I wanted to search a concept art but it is a little hard to find something for this subject without falling on Numbani from Overwatch or Black panther. I figured out by sleeping and looking at the pictures of my cousin and pictures of houses carved by Ghanaian people.



It was hard to stop making crazy shapes — it’s not easy to do a simple thing.




Decorative elements


The masks and statue are done in Zbrush and hand-painted with Substance Painter.




I tried two different workflows for the trims, one with the high poly made in 3DS Max and baked into a plane and another made in Substance Designer, both of them are efficient and easy to do with the shapes that I have, it’s just triangles, rotation, symmetry and squares.



The skyscrapers are a composition of the different Trims assembled in 3DS max and Lightbaked in Unity. The difficulty was not to put too much trim on it like usual for the readability. 


The torch thing is a mire made from glass in Zbrush with an animated point light affected by the translucency map inspired by the fire of Miss Liberty.



Most of the assets are real objects inspired by different tribes in Africa.


Water 


The river was also the main idea. I always loved the view from the Congo River when I was young. The shader is really simple, it’s based on a Mirror reflection script right here.



And I added some fresnel and UV movement on two noise texture that I made in Substance Designer.



I used ShaderForge when creating the shader. There are a lot of tutorials or people talking about water in the ShaderForge forum section in Unity. 


Movements


I used sprite sheets that I found, tweaked a little and put it on the particle system of Unity with a noise to simulate a swarm movement. Some people find it too weird but I like it. Sometimes I just wanna have fun and don’t do things 100% realistic.

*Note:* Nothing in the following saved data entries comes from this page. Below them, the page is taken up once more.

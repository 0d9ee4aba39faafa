use glam::{Mat4, Vec3};

use crate::math::ray::Ray;

#[derive(Debug, Clone, Copy, PartialEq)]
pub struct BoundingSphere {
    pub center: Vec3,
    pub radius: f32,
}

impl BoundingSphere {
    pub fn transform(&self, matrix: &Mat4) -> BoundingSphere {
        let center = matrix.transform_point3(self.center);
        let scale = matrix.to_scale_rotation_translation().0;
        let radius = self.radius * scale.abs().max_element();
        BoundingSphere { center, radius }
    }

    pub fn contains_point(&self, point: Vec3) -> bool {
        (point - self.center).length_squared() <= self.radius * self.radius
    }

    /// Distance along the ray to the first point on the sphere, or 0 if the
    /// ray starts inside it.
    pub fn intersect_ray(&self, ray: &Ray) -> Option<f32> {
        if self.contains_point(ray.origin) {
            return Some(0.0);
        }

        let to_center = self.center - ray.origin;
        let along = to_center.dot(ray.direction);
        if along < 0.0 {
            return None;
        }

        let distance_squared = to_center.length_squared() - along * along;
        let radius_squared = self.radius * self.radius;
        if distance_squared > radius_squared {
            return None;
        }

        Some(along - (radius_squared - distance_squared).sqrt())
    }
}

#[cfg(test)]
mod tests {
    use super::*;

    #[test]
    fn transform_scales_radius_by_largest_axis() {
        let sphere = BoundingSphere {
            center: Vec3::ZERO,
            radius: 1.0,
        };
        let matrix = Mat4::from_scale_rotation_translation(
            Vec3::new(1.0, 3.0, 2.0),
            glam::Quat::IDENTITY,
            Vec3::new(1.0, 0.0, 0.0),
        );

        let transformed = sphere.transform(&matrix);
        assert_eq!(transformed.center, Vec3::new(1.0, 0.0, 0.0));
        assert!((transformed.radius - 3.0).abs() < 1e-5);
    }

    #[test]
    fn ray_hits_front_of_sphere() {
        let sphere = BoundingSphere {
            center: Vec3::new(0.0, 0.0, -5.0),
            radius: 1.0,
        };
        let ray = Ray::new(Vec3::ZERO, Vec3::NEG_Z);
        assert!((sphere.intersect_ray(&ray).unwrap() - 4.0).abs() < 1e-5);

        let away = Ray::new(Vec3::ZERO, Vec3::Z);
        assert_eq!(sphere.intersect_ray(&away), None);

        let beside = Ray::new(Vec3::new(2.0, 0.0, 0.0), Vec3::NEG_Z);
        assert_eq!(sphere.intersect_ray(&beside), None);
    }
}
use std::f32::consts::PI;

use glam::{Mat4, Vec2, Vec3};

use crate::config::CameraConfig;
use crate::math::ray::Ray;

/// Keeps the polar angle strictly inside the open interval, not on its bounds.
const POLAR_EPSILON: f32 = 1e-4;

/// Spherical coordinates with Y up: `phi` is measured from +Y, `theta` around
/// Y starting at +Z.
#[derive(Debug, Clone, Copy, PartialEq)]
pub struct Spherical {
    pub radius: f32,
    pub theta: f32,
    pub phi: f32,
}

impl Spherical {
    pub fn from_cartesian(v: Vec3) -> Self {
        let radius = v.length();
        if radius == 0.0 {
            return Self {
                radius,
                theta: 0.0,
                phi: 0.0,
            };
        }

        Self {
            radius,
            theta: v.x.atan2(v.z),
            phi: (v.y / radius).clamp(-1.0, 1.0).acos(),
        }
    }

    pub fn to_cartesian(self) -> Vec3 {
        let ring = self.phi.sin() * self.radius;
        Vec3::new(
            ring * self.theta.sin(),
            self.phi.cos() * self.radius,
            ring * self.theta.cos(),
        )
    }
}

/// Perspective camera orbiting a fixed target. Every input sample is applied
/// immediately, there is no smoothing between frames.
#[derive(Debug, Clone)]
pub struct OrbitCamera {
    spherical: Spherical,
    target: Vec3,
    aspect: f32,
    fov_y: f32,
    near: f32,
    far: f32,
    orbit_speed: f32,
    polar_range: (f32, f32),
    zoom_out_factor: f32,
    zoom_in_factor: f32,
    zoom_limits: Option<(f32, f32)>,
    drag_anchor: Option<Vec2>,
}

impl OrbitCamera {
    pub fn new(config: &CameraConfig) -> Self {
        let polar_range = (
            config.polar_margin + POLAR_EPSILON,
            PI - config.polar_margin - POLAR_EPSILON,
        );

        let mut spherical = Spherical::from_cartesian(config.eye);
        spherical.phi = spherical.phi.clamp(polar_range.0, polar_range.1);

        Self {
            spherical,
            target: Vec3::ZERO,
            aspect: 1.0,
            fov_y: config.fov_y_degrees.to_radians(),
            near: config.near,
            far: config.far,
            orbit_speed: config.orbit_speed,
            polar_range,
            zoom_out_factor: config.zoom_out_factor,
            zoom_in_factor: config.zoom_in_factor,
            zoom_limits: config.zoom_limits,
            drag_anchor: None,
        }
    }

    pub fn spherical(&self) -> Spherical {
        self.spherical
    }

    pub fn eye(&self) -> Vec3 {
        self.target + self.spherical.to_cartesian()
    }

    pub fn target(&self) -> Vec3 {
        self.target
    }

    pub fn aspect(&self) -> f32 {
        self.aspect
    }

    pub fn begin_drag(&mut self, pointer: Vec2) {
        self.drag_anchor = Some(pointer);
    }

    /// Orbits by the pointer movement since the last sample. Returns false
    /// when no drag is in progress.
    pub fn drag_to(&mut self, pointer: Vec2) -> bool {
        let Some(anchor) = self.drag_anchor else {
            return false;
        };

        self.orbit(pointer - anchor);
        self.drag_anchor = Some(pointer);
        true
    }

    pub fn end_drag(&mut self) {
        self.drag_anchor = None;
    }

    pub fn orbit(&mut self, delta: Vec2) {
        let (min, max) = self.polar_range;
        self.spherical.theta -= delta.x * self.orbit_speed;
        self.spherical.phi = (self.spherical.phi + delta.y * self.orbit_speed).clamp(min, max);
    }

    /// Positive deltas move away from the target, negative ones toward it.
    pub fn zoom(&mut self, delta_y: f32) {
        let factor = if delta_y > 0.0 {
            self.zoom_out_factor
        } else if delta_y < 0.0 {
            self.zoom_in_factor
        } else {
            return;
        };

        let mut radius = self.spherical.radius * factor;
        if let Some((min, max)) = self.zoom_limits {
            radius = radius.clamp(min, max);
        }
        self.spherical.radius = radius;
    }

    /// Only the aspect ratio changes, the orbit position is kept.
    pub fn resize(&mut self, width: u32, height: u32) {
        if width == 0 || height == 0 {
            return;
        }

        self.aspect = width as f32 / height as f32;
    }

    pub fn view_matrix(&self) -> Mat4 {
        Mat4::look_at_rh(self.eye(), self.target, Vec3::Y)
    }

    pub fn projection_matrix(&self) -> Mat4 {
        Mat4::perspective_rh(self.fov_y, self.aspect, self.near, self.far)
    }

    pub fn view_projection(&self) -> Mat4 {
        self.projection_matrix() * self.view_matrix()
    }

    /// World-space ray through a point in normalized device coordinates.
    pub fn ray(&self, ndc: Vec2) -> Ray {
        let inverse = self.view_projection().inverse();
        let near = inverse.project_point3(ndc.extend(0.0));
        let far = inverse.project_point3(ndc.extend(1.0));
        Ray::between(near, far)
    }
}
pub mod color;
pub mod geometry;
pub mod object;
pub mod registry;
pub mod resources;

I think I know every word of the song that I put in the video (music performed by Zoe Mthiyane – Opar). I love this music, the voice goes right into your soul.


Lighting


My directional light is using the new mixed Baked from Unity in “shadowmask” mode a little bit like the ” Static” mode of Unreal. It keeps the real-time specular impact and bakes the bounces of it. I used the basic fog of unity with the new post-process stack V2 that you can find here. The color grading is amazing and super easy to tweak to have nice color in your scene.



To have nice color and spec on the building, I put big emissive spheres in the scene hiding from the camera and I captured these points with the reflection probes all around the scene, a little like a photography setup.



Skies


I used Fog Volume 3 by David Miranda for the clouds.


Really nice scripts that can allow you to set up a box in your scene to add volumetric clouds, there are a lot of options. It’s a little hard to understand at the beginning, but with time you can manage to have a good thing.